Un tramonto infuocato fa da cornice alla nostra cena e ci ricorda che questa è l’ultima notte che trascorreremo fuori dal mondo. Il ritorna a Lhasa è ormai imminente, anche se questo non sarà motivo di tristezza. Il Monastero di eremitaggio di Drak Yerpa poco fuori Lhasa, sarà il nostro ultimo saluto a questa magica terra. Un saluto non privo di fatica considerando l’impressionante numero di gradini necessari per raggiungere l’eremo. Ma è giusto così altrimenti che eremiti sarebbero?I monaci ci accolgono con un sorriso smagliante nonostante i soli due denti rimasti, come sempre con gioia e cordialità. Ognuno di loro ha per dimora una piccola grotta naturale scavata nella roccia, un semplice giaciglio, qualche tazza di riso e il thermos del thè. E poi le elemosine dei pellegrini che li aiuteranno a sopravvivere. Così vivono, da anni, dopo un’intera esistenza monastica. Su di loro circolano storie fantastiche più vicine alla fantascienza che alla realt:, c'è chi dice di averli visti infilzati da spade, chi crede che possano lievitare a mezzo metro da terra.
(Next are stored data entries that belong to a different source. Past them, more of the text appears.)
//! User role enumeration
//!
//! Roles are a small closed set. `Master` is platform-wide and belongs to
//! no enterprise; the client roles always belong to exactly one.

use serde::{Deserialize, Serialize};
use std::fmt;
use std::str::FromStr;

/// Closed set of account roles.
#[derive(Debug, Clone, Copy, PartialEq, Eq, Hash, Serialize, Deserialize, sqlx::Type)]
#[sqlx(type_name = "user_role", rename_all = "SCREAMING_SNAKE_CASE")]
#[serde(rename_all = "SCREAMING_SNAKE_CASE")]
pub enum UserRole {
    /// Platform operator. Not attached to any enterprise.
    Master,
    /// Enterprise administrator.
    ClientAdmin,
    /// Enterprise member with reduced privileges.
    ClientViewer,
}

impl UserRole {
    /// Client roles must reference an enterprise; `Master` must not.
    pub fn requires_enterprise(&self) -> bool {
        !matches!(self, UserRole::Master)
    }

    pub fn as_str(&self) -> &'static str {
        match self {
            UserRole::Master => "MASTER",
            UserRole::ClientAdmin => "CLIENT_ADMIN",
            UserRole::ClientViewer => "CLIENT_VIEWER",
        }
    }
}

impl fmt::Display for UserRole {
    fn fmt(&self, f: &mut fmt::Formatter<'_>) -> fmt::Result {
        f.write_str(self.as_str())
    }
}

impl FromStr for UserRole {
    type Err = String;

    fn from_str(s: &str) -> Result<Self, Self::Err> {
        match s {
            "MASTER" => Ok(UserRole::Master),
            "CLIENT_ADMIN" => Ok(UserRole::ClientAdmin),
            "CLIENT_VIEWER" => Ok(UserRole::ClientViewer),
            other => Err(format!("unknown role: {}", other)),
        }
    }
}

#[cfg(test)]
mod tests {
    use super::*;

    #[test]
    fn test_serde_uses_wire_names() {
        let json = serde_json::to_string(&UserRole::ClientAdmin).unwrap();
        assert_eq!(json, "\"CLIENT_ADMIN\"");

        let role: UserRole = serde_json::from_str("\"MASTER\"").unwrap();
        assert_eq!(role, UserRole::Master);
    }

    #[test]
    fn test_display_round_trips_through_from_str() {
        for role in [UserRole::Master, UserRole::ClientAdmin, UserRole::ClientViewer] {
            assert_eq!(role.to_string().parse::<UserRole>().unwrap(), role);
        }
    }

    #[test]
    fn test_only_master_is_enterprise_free() {
        assert!(!UserRole::Master.requires_enterprise());
        assert!(UserRole::ClientAdmin.requires_enterprise());
        assert!(UserRole::ClientViewer.requires_enterprise());
    }
}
Una cosa è certa, non si tratta certo di persone comuni! Con la loro stretta di mano termina il mio viaggio in Tibet. Porto a casa con me ricordi ed emozioni palpabili che mi accompagneranno a lungo. I volti bruciati dal sole, le prostrazioni dei fedeli, i dolci lineamenti di Kunga Lamu la ragazzina mendicante, la lezione di medicina tibetana di Tashi, i sorrisi delle monache di Lhasa con la loro ironia e la compagnia dei nomadi Drogpa. Infine l’ottimo filetto di yak della mia ultima cena a Lhasa sulla terrazza del Mandala con vista panoramica su una splendida città, viva, emozionante e circondata dalle montagne più alte e belle del mondo.Questo primo viaggio in terra tibetana è stato per me una grande lezione di semplicità e di umiltà. Noi uomini golosi di scoperta, avidi di novità e mossi dalla voglia di contatto umano, portiamo a casa una lezione di vita unica e irripetibile.